An evolutionary conserved pathway of nuclear factor-κB activation involving caspase-mediated cleavage and N-end rule pathway-mediated degradation of IκBα

Abstract

The Drosophila nuclear factor-κB (NF-κB)-like transcription factor Relish is activated by an endoproteolytic cleavage step mediated by the Drosophila caspase Dredd. We have examined the contribution of the caspase cascade to NF-κB activation via TRAIL, a mammalian tumor necrosis factor family ligand that is a potent activator of caspases. Our results demonstrate that TRAIL activates NF-κB in two phases as follows: an early caspase independent phase and a late caspase dependent phase. The late phase of the TRAIL-induced NF-κB is critically dependent on caspase 8 and can be blocked by pharmacological and genetic inhibitors of caspase 8 activation, such as benzyloxycarbonyl-VAD-fluoromethyl ketone, benzyloxycarbonyl-IETD- fluoromethyl ketone, and small interfering RNA targeting caspase 8 and FADD. Whereas caspase 3 is required for TRAIL-induced apoptosis, it is not involved in TRAIL-induced NF-κB activation.
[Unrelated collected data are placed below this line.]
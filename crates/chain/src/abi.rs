use ethers::contract::abigen;

abigen!(
    RollupProcessor,
    r#"[
        function getSupportedAssets() external view returns (address[] memory)
        function nextRollupId() external view returns (uint256)
        function dataSize() external view returns (uint256)
        function dataRoot() external view returns (bytes32)
        function nullRoot() external view returns (bytes32)
        function rootRoot() external view returns (bytes32)
        function getEscapeHatchStatus() external view returns (bool, uint256)
        function processRollup(bytes calldata proofData, bytes calldata signatures, uint256[] calldata sigIndexes, bytes calldata viewingKeys) external
        event RollupProcessed(uint256 indexed rollupId, bytes32 dataRoot, bytes32 nullRoot, bytes32 rootRoot)
    ]"#,
);

abigen!(
    Erc20,
    r#"[
        function balanceOf(address owner) external view returns (uint256)
        function allowance(address owner, address spender) external view returns (uint256)
    ]"#,
);
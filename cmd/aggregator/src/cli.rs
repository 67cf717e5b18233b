use clap::Parser;

/// Runs the rollup aggregation server: admits client proofs, batches them
/// into rollups, proves them, and submits them on chain.
#[derive(Parser, Debug)]
#[command(name = "aggregator", version, about)]
pub struct Options {
    /// Path to a `.env`-style file to load before reading component
    /// configuration from the environment.
    #[arg(long, env = "ENV_FILE")]
    pub env_file: Option<String>,
}
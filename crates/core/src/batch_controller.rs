use std::time::{Duration, Instant};

use aggregator_queue::{Item, Sender, WorkQueue};
use aggregator_types::JoinSplitProof;
use tracing::{debug, info};

pub enum StateWork {
    Rollup(Vec<JoinSplitProof>),
    Block(aggregator_types::Block),
}

pub struct BatchControllerConfig {
    pub rollup_size: usize,
    pub max_rollup_wait_time: Duration,
    pub min_rollup_interval: Duration,
}

/// Consumes the tx queue and decides when a batch is ready to become a
/// rollup: on hitting `rollup_size`, on the flush sentinel, or once
/// `max_rollup_wait_time` has elapsed since the oldest tx still pending.
/// After dispatching a batch it sleeps `min_rollup_interval` before
/// pulling the next item, throttling how often rollups are produced.
pub struct BatchController {
    config: BatchControllerConfig,
    tx_queue: WorkQueue<JoinSplitProof>,
    state_queue: Sender<StateWork>,
}

impl BatchController {
    pub fn new(
        config: BatchControllerConfig,
        tx_queue: WorkQueue<JoinSplitProof>,
        state_queue: Sender<StateWork>,
    ) -> Self {
        Self {
            config,
            tx_queue,
            state_queue,
        }
    }

    pub async fn run(mut self) {
        let mut pending: Vec<JoinSplitProof> = Vec::new();
        let mut oldest_pending_at: Option<Instant> = None;

        loop {
            let timeout = match oldest_pending_at {
                Some(started) => self
                    .config
                    .max_rollup_wait_time
                    .saturating_sub(started.elapsed()),
                None => Duration::from_secs(3600),
            };

            let item = tokio::time::timeout(timeout, self.tx_queue.get()).await;

            let (mut flushed, mut timed_out) = (false, false);
            match item {
                Ok(Some(Item::Value(proof))) => {
                    if pending.is_empty() {
                        oldest_pending_at = Some(Instant::now());
                    }
                    pending.push(proof);
                }
                Ok(Some(Item::Flush)) => flushed = true,
                Ok(None) => return,
                Err(_) => timed_out = true,
            }

            let hit_size_cap = pending.len() >= self.config.rollup_size;
            let should_close = !pending.is_empty() && (flushed || hit_size_cap || timed_out);

            if should_close {
                let batch = std::mem::take(&mut pending);
                oldest_pending_at = None;
                let batch_len = batch.len();
                debug!(batch_len, "closing batch");
                self.state_queue.publish(StateWork::Rollup(batch));
                info!(batch_len, "dispatched batch to state queue");
                tokio::time::sleep(self.config.min_rollup_interval).await;
            }
        }
    }

    pub fn cancel_token(&self) -> tokio_util::sync::CancellationToken {
        self.tx_queue.cancel_token()
    }
}
use tracing_subscriber::{EnvFilter, fmt, layer::SubscriberExt, reload, util::SubscriberInitExt};

/// Initializes the global tracing subscriber from `RUST_LOG`, returning a
/// handle so the filter can be changed later without restarting the
/// process.
pub fn init_tracing() -> reload::Handle<EnvFilter, tracing_subscriber::Registry> {
    let filter = EnvFilter::try_from_default_env().unwrap_or_else(|_| EnvFilter::new("info"));
    let (filter, handle) = reload::Layer::new(filter);

    tracing_subscriber::registry()
        .with(filter)
        .with(fmt::layer())
        .init();

    handle
}
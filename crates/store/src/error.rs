use thiserror::Error;

#[derive(Debug, Error)]
pub enum StoreError {
    #[error("tree index {0} out of range, expected 0..3")]
    InvalidTreeId(u8),
    #[error("key {0} out of range for this tree (max index {1})")]
    KeyOutOfRange(u128, u128),
    #[error("lock poisoned while accessing world state")]
    LockPoisoned,
    #[error("backend error: {0}")]
    Backend(#[from] std::io::Error),
}
use aggregator_types::JoinSplitProof;

/// Verifies a join-split proof. The actual zero-knowledge verifier lives
/// outside this crate; this seam lets admission stay agnostic to which
/// circuit backend is wired in.
pub trait JoinSplitVerifier: Send + Sync {
    fn verify(&self, proof: &JoinSplitProof) -> bool;
}

/// A verifier that accepts everything, useful for tests and for wiring the
/// pipeline up before a real verifier is plugged in.
pub struct AcceptAllVerifier;

impl JoinSplitVerifier for AcceptAllVerifier {
    fn verify(&self, _proof: &JoinSplitProof) -> bool {
        true
    }
}
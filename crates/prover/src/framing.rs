use tokio::io::{AsyncReadExt, AsyncWriteExt};
use tokio::net::TcpStream;

use crate::error::ProverError;

const MAX_FRAME_BYTES: u32 = 64 * 1024 * 1024;

/// Writes a 4-byte big-endian length prefix followed by the payload.
pub async fn write_frame(stream: &mut TcpStream, payload: &[u8]) -> Result<(), ProverError> {
    let len = payload.len() as u32;
    stream.write_all(&len.to_be_bytes()).await?;
    stream.write_all(payload).await?;
    stream.flush().await?;
    Ok(())
}

/// Reads a length-prefixed frame written by `write_frame`.
pub async fn read_frame(stream: &mut TcpStream) -> Result<Vec<u8>, ProverError> {
    let mut len_buf = [0u8; 4];
    stream.read_exact(&mut len_buf).await?;
    let len = u32::from_be_bytes(len_buf);
    if len > MAX_FRAME_BYTES {
        return Err(ProverError::FrameTooLarge);
    }
    let mut buf = vec![0u8; len as usize];
    stream.read_exact(&mut buf).await?;
    Ok(buf)
}
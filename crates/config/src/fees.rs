use aggregator_fees::{AssetFeeConfig, FeeCalculatorConfig};
use serde::Deserialize;

use crate::{ConfigError, ConfigSection};

/// Env-loadable mirror of `FeeCalculatorConfig`: the asset table and
/// surplus ratios are supplied as JSON since they don't fit a flat env-var
/// shape, everything else is a plain scalar.
#[derive(Debug, Clone, Deserialize)]
pub struct FeesConfig {
    pub assets_json: String,
    #[serde(default = "default_fee_free_assets")]
    pub fee_free_assets_json: String,
    pub txs_per_rollup: u32,
    pub publish_interval_secs: u64,
    #[serde(default = "default_surplus_ratios")]
    pub surplus_ratios_json: String,
}

fn default_fee_free_assets() -> String {
    "[]".to_string()
}

fn default_surplus_ratios() -> String {
    "[1.0, 0.9, 0.5, 0.0]".to_string()
}

impl ConfigSection for FeesConfig {
    const PREFIX: &'static str = "FEES_";
}

impl FeesConfig {
    pub fn into_calculator_config(self) -> Result<FeeCalculatorConfig, ConfigError> {
        let assets: Vec<AssetFeeConfig> = serde_json::from_str(&self.assets_json)
            .map_err(|e| ConfigError::Invalid(format!("FEES_ASSETS_JSON: {e}")))?;
        let fee_free_assets: Vec<u32> = serde_json::from_str(&self.fee_free_assets_json)
            .map_err(|e| ConfigError::Invalid(format!("FEES_FEE_FREE_ASSETS_JSON: {e}")))?;
        let surplus_ratios: Vec<f64> = serde_json::from_str(&self.surplus_ratios_json)
            .map_err(|e| ConfigError::Invalid(format!("FEES_SURPLUS_RATIOS_JSON: {e}")))?;
        Ok(FeeCalculatorConfig {
            assets,
            fee_free_assets,
            txs_per_rollup: self.txs_per_rollup,
            publish_interval_secs: self.publish_interval_secs,
            surplus_ratios,
        })
    }
}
The late phase of TRAIL-induced NF-κB activation involves caspase mediated cleavage of IκBα between Asp31 and Ser32 residues to generate an N-terminal truncated fragment that is degraded by the proteasome via the N-end rule pathway. Our results demonstrate that caspases play an evolutionarily conserved role as regulated entry points to the N-end rule pathway and in NF-κB activation in mammalian cells.